**What you have to do:**
Filter these entries down to the lines that hold the word "ScalingMode", and show each of them.

+++ Supplied entries +++

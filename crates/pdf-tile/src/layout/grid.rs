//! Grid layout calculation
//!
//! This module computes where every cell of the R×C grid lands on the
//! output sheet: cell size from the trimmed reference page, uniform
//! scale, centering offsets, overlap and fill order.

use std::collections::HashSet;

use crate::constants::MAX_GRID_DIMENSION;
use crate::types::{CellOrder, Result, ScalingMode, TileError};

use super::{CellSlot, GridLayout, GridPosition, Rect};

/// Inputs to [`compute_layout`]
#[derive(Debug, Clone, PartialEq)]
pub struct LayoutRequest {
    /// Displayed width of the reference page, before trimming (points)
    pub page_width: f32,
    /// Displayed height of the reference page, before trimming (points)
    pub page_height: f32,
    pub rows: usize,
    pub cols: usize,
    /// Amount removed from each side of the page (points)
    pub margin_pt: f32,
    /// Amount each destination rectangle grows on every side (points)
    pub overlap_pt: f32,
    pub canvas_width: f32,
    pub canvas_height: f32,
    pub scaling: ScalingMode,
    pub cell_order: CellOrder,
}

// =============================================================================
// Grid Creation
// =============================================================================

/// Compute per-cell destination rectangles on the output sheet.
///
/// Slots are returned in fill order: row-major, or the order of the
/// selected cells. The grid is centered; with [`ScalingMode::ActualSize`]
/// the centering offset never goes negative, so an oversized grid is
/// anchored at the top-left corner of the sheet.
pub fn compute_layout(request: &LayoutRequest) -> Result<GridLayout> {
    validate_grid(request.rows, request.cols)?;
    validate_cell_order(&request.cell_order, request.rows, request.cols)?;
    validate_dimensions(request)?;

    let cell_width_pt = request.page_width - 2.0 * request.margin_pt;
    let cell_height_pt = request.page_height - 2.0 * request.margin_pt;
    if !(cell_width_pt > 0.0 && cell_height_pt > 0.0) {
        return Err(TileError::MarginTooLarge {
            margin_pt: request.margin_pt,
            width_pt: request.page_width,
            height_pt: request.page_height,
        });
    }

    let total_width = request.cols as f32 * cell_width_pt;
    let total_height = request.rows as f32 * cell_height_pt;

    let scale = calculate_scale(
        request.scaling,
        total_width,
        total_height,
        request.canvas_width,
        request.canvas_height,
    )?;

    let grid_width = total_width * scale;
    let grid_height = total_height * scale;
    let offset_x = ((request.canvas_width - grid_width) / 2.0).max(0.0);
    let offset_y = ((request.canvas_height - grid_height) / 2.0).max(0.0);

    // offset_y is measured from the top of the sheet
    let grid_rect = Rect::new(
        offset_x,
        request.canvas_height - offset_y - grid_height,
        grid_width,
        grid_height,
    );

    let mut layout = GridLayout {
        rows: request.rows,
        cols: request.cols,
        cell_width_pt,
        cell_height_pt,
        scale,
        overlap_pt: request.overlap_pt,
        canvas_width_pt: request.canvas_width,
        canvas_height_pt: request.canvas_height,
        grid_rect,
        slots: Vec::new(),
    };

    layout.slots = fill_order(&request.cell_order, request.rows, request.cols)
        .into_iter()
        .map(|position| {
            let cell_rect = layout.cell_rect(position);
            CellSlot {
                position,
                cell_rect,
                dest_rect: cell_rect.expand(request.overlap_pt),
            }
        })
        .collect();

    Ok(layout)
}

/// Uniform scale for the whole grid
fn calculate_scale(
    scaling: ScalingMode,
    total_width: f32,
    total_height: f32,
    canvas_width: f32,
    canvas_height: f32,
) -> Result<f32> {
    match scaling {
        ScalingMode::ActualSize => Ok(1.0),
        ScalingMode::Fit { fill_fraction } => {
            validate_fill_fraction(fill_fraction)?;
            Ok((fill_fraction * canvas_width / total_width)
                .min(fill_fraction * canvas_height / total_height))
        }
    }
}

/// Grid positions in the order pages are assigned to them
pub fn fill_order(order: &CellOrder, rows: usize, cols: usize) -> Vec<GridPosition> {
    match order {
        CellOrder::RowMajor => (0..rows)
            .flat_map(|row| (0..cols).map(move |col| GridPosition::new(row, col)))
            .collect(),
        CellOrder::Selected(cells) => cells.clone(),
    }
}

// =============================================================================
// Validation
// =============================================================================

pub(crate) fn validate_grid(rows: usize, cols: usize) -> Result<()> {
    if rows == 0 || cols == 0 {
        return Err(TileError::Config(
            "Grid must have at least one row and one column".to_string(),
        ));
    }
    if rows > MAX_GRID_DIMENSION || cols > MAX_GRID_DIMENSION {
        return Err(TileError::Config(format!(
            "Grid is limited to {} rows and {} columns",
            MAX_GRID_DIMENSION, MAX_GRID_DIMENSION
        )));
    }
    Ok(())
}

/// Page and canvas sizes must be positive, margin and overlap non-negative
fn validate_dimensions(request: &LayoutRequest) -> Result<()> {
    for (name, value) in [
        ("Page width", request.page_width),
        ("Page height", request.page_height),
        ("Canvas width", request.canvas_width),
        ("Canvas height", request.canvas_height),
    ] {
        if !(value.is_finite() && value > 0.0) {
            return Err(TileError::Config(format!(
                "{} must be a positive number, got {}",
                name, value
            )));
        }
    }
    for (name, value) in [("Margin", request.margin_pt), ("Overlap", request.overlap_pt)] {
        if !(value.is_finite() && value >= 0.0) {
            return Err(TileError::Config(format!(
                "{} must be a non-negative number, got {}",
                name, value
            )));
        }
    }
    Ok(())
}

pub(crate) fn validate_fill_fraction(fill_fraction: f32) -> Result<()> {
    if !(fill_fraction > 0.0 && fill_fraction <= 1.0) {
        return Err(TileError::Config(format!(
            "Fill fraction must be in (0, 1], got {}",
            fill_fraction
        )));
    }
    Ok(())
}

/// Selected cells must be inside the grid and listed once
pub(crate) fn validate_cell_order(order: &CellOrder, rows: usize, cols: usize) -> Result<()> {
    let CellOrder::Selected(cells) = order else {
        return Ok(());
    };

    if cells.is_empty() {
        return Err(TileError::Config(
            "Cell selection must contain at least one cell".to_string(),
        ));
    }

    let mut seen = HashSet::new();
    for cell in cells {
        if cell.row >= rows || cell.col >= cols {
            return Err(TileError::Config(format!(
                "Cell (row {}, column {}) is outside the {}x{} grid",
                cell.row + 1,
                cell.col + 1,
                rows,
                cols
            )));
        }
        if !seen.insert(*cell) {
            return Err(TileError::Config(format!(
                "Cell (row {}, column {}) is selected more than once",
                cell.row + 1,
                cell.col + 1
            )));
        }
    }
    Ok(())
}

+++
+++ Supplied entries +++

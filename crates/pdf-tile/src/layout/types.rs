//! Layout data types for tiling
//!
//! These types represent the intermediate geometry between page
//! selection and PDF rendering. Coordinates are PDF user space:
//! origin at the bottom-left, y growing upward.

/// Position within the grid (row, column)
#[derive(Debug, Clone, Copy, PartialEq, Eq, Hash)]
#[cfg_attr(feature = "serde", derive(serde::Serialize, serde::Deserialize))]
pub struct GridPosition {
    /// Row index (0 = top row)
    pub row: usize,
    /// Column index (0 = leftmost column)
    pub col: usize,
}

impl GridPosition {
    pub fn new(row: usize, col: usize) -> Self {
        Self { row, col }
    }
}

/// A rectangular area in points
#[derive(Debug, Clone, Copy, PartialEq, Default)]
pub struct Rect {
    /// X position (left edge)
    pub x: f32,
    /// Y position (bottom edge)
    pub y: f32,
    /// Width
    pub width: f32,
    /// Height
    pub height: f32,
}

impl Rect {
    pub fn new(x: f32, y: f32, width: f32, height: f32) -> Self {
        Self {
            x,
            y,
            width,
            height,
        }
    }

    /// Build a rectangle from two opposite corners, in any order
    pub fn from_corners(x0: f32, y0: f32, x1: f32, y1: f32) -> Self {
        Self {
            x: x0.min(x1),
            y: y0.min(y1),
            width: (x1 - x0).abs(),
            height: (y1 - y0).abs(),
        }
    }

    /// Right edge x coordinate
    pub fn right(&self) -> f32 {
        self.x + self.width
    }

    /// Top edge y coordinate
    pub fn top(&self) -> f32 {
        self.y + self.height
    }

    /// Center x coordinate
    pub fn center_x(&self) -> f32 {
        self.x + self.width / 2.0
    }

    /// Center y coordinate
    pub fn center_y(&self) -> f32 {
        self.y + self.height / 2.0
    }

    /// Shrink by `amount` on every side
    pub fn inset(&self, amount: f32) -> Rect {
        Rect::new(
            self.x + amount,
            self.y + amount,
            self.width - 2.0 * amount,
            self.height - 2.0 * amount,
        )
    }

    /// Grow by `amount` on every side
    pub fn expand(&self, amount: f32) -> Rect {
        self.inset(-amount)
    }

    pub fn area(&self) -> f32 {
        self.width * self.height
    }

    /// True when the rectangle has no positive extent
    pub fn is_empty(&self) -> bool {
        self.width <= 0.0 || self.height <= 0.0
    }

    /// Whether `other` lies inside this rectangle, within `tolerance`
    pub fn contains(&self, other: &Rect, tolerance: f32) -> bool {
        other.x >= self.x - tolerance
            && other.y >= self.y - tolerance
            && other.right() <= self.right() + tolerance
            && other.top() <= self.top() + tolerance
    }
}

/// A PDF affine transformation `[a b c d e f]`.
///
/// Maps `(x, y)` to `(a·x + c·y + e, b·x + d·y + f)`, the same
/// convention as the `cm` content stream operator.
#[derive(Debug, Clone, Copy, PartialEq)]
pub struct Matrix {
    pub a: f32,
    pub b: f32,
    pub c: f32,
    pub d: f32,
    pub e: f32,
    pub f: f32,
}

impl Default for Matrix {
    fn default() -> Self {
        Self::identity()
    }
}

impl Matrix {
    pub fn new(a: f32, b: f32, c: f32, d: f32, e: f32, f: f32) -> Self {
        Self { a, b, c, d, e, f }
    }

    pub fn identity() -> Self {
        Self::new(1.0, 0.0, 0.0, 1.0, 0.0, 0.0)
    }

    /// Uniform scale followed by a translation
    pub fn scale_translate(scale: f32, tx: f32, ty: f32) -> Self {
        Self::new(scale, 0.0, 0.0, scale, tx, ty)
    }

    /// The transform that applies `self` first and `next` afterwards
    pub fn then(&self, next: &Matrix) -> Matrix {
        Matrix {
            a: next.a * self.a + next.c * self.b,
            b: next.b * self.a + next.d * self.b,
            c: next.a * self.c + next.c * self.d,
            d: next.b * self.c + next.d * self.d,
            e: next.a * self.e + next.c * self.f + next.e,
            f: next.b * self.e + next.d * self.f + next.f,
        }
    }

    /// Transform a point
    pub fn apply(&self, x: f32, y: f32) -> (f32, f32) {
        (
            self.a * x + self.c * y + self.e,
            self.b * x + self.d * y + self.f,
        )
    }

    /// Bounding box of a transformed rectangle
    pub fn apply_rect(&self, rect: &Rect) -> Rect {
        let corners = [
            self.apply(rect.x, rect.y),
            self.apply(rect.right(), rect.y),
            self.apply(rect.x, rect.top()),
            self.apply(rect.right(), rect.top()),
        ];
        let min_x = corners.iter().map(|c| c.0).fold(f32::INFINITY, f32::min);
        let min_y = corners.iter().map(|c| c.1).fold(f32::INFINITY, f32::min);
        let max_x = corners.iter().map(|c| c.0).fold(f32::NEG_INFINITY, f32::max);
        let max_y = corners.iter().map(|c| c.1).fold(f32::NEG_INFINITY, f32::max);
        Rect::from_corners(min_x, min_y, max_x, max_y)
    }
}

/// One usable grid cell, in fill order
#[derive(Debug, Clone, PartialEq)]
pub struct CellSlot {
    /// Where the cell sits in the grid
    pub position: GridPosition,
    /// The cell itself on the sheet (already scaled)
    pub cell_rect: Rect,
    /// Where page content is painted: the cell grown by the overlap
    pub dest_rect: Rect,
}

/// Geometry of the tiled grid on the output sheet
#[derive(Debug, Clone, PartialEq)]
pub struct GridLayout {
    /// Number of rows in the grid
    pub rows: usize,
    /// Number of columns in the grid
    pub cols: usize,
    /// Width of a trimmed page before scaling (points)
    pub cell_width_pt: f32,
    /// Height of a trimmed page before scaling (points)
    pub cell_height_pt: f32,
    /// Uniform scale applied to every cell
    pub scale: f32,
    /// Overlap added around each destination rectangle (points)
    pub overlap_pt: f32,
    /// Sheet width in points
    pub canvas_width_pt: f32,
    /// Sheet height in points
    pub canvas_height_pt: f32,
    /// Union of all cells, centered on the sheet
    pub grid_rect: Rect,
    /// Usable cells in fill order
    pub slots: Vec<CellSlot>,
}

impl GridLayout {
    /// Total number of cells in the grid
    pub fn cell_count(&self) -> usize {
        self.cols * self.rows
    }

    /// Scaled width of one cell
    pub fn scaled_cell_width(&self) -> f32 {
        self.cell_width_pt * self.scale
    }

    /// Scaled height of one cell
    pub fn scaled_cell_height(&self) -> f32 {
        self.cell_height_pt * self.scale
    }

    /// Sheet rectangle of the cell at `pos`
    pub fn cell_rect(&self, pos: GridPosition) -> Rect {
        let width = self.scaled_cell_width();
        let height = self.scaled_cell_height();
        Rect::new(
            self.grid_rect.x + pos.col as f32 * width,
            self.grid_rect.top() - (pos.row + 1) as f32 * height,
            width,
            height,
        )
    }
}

+++
+++ Supplied entries +++

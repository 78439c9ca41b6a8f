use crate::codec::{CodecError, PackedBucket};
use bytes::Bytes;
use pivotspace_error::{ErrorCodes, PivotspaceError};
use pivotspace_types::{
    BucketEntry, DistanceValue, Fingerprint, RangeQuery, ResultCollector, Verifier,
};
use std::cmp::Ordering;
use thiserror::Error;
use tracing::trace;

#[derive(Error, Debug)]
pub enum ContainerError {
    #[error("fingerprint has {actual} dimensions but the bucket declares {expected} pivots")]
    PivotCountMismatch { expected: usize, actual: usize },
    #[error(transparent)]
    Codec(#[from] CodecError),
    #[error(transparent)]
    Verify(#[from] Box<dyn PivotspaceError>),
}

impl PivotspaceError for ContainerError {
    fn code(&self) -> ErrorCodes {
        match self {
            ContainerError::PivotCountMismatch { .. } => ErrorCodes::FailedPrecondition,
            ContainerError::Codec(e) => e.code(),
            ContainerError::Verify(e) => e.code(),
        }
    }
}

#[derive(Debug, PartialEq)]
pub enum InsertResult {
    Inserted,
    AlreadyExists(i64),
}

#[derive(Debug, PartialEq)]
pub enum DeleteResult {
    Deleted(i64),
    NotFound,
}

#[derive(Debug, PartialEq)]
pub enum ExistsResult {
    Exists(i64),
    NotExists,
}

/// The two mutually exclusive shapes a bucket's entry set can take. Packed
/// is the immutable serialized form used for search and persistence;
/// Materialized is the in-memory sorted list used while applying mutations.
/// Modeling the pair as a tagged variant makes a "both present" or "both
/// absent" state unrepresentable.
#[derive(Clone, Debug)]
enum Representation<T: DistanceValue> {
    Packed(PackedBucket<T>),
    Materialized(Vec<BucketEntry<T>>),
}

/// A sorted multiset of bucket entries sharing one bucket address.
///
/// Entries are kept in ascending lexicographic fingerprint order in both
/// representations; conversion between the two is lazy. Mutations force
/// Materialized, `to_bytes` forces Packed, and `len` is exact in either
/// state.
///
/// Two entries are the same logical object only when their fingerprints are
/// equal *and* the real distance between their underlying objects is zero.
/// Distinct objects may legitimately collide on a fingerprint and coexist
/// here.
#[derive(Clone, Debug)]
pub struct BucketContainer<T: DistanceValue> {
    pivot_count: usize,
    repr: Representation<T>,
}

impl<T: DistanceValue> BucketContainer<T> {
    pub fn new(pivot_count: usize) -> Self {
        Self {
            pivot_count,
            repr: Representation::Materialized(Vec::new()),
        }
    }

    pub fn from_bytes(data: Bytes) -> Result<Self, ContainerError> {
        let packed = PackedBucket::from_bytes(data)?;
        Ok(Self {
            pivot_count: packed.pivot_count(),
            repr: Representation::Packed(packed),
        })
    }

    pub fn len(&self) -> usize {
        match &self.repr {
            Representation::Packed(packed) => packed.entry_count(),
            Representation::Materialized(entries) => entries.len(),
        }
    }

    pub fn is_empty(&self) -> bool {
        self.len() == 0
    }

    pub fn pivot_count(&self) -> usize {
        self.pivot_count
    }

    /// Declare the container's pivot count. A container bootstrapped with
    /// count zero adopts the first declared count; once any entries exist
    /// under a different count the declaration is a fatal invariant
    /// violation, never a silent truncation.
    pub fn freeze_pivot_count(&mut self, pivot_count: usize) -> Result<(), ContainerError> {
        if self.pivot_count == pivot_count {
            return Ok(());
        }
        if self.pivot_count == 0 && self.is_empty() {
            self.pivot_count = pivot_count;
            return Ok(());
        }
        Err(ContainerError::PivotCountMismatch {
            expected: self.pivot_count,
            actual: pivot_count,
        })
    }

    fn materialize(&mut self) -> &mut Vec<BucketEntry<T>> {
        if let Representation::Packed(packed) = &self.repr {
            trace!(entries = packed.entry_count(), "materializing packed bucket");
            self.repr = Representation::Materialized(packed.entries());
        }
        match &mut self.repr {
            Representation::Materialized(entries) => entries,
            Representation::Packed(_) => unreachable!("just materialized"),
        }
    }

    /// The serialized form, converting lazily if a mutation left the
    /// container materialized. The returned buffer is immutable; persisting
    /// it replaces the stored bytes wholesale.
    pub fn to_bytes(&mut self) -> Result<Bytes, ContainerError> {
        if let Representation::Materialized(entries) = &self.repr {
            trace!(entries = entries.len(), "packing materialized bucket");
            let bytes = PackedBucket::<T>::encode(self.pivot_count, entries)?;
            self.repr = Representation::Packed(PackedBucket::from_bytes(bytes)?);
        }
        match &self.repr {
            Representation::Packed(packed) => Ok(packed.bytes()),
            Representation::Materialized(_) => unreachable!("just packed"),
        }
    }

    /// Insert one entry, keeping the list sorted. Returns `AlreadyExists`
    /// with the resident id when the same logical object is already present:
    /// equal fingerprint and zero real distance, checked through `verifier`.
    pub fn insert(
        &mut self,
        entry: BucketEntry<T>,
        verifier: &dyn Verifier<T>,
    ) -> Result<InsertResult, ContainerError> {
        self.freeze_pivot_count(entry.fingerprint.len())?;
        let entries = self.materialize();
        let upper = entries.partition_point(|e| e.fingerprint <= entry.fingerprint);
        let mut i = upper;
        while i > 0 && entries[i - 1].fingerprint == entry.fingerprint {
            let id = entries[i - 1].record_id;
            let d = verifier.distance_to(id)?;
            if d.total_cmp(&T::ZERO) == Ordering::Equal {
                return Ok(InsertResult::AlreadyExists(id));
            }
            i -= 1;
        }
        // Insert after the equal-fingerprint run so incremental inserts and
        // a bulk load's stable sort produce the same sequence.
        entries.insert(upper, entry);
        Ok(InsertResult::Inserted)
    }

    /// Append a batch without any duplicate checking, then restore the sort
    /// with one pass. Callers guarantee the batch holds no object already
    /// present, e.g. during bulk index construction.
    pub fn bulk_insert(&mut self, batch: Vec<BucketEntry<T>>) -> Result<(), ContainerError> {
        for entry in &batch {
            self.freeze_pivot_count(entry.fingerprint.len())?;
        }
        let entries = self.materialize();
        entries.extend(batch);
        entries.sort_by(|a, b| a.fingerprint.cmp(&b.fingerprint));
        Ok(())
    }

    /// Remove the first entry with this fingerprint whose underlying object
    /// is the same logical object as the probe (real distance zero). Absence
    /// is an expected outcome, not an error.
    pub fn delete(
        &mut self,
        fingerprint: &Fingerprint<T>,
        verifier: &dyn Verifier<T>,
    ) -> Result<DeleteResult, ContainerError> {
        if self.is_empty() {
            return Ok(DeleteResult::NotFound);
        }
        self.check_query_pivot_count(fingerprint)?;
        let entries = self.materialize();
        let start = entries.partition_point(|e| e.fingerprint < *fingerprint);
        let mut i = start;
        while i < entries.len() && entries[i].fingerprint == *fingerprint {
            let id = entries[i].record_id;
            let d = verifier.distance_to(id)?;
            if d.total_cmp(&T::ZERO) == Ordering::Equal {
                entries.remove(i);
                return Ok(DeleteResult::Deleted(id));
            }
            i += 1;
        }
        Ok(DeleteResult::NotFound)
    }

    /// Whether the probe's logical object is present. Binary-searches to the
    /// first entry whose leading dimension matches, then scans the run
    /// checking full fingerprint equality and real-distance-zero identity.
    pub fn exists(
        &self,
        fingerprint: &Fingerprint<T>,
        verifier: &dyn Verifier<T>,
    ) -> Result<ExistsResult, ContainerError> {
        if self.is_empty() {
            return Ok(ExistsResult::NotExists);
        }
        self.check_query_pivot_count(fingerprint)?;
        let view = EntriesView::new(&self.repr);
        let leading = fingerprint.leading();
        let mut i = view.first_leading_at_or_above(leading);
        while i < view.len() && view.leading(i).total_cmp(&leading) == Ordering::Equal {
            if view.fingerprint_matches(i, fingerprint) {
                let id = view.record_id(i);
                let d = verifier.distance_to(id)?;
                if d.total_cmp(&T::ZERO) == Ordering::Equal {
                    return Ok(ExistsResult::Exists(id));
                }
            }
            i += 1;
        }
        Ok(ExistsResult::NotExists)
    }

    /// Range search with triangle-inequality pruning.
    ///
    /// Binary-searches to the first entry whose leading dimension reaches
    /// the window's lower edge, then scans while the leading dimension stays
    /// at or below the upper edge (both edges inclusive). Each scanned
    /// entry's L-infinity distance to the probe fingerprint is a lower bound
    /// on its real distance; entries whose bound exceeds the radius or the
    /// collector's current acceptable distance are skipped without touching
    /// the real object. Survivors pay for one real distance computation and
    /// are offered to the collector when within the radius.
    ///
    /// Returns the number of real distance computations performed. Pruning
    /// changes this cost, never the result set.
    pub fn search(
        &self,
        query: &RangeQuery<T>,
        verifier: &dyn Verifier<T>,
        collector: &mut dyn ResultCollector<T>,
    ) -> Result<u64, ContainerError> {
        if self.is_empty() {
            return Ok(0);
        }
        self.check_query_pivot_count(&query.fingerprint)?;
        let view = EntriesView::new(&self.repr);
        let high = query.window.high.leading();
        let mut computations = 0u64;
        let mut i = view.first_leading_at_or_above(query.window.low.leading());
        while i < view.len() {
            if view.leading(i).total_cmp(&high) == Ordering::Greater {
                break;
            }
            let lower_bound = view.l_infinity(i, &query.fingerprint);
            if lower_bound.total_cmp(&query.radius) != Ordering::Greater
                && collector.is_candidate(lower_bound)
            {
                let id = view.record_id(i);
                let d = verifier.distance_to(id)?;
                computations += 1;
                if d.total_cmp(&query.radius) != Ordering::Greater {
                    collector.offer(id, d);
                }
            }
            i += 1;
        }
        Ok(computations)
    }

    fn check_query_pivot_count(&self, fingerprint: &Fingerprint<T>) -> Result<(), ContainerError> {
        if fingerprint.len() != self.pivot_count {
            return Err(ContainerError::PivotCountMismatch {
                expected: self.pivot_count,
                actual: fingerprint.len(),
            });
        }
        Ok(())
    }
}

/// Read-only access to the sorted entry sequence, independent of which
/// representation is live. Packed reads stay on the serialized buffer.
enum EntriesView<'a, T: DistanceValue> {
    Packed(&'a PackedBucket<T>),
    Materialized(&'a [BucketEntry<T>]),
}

+++

**Problem solution:**
use crate::types::{CellOrder, Result, ScalingMode, TileError};
    pub scaling: ScalingMode,
/// selected cells. The grid is centered; with [`ScalingMode::ActualSize`]
    scaling: ScalingMode,
        ScalingMode::ActualSize => Ok(1.0),
        ScalingMode::Fit { fill_fraction } => {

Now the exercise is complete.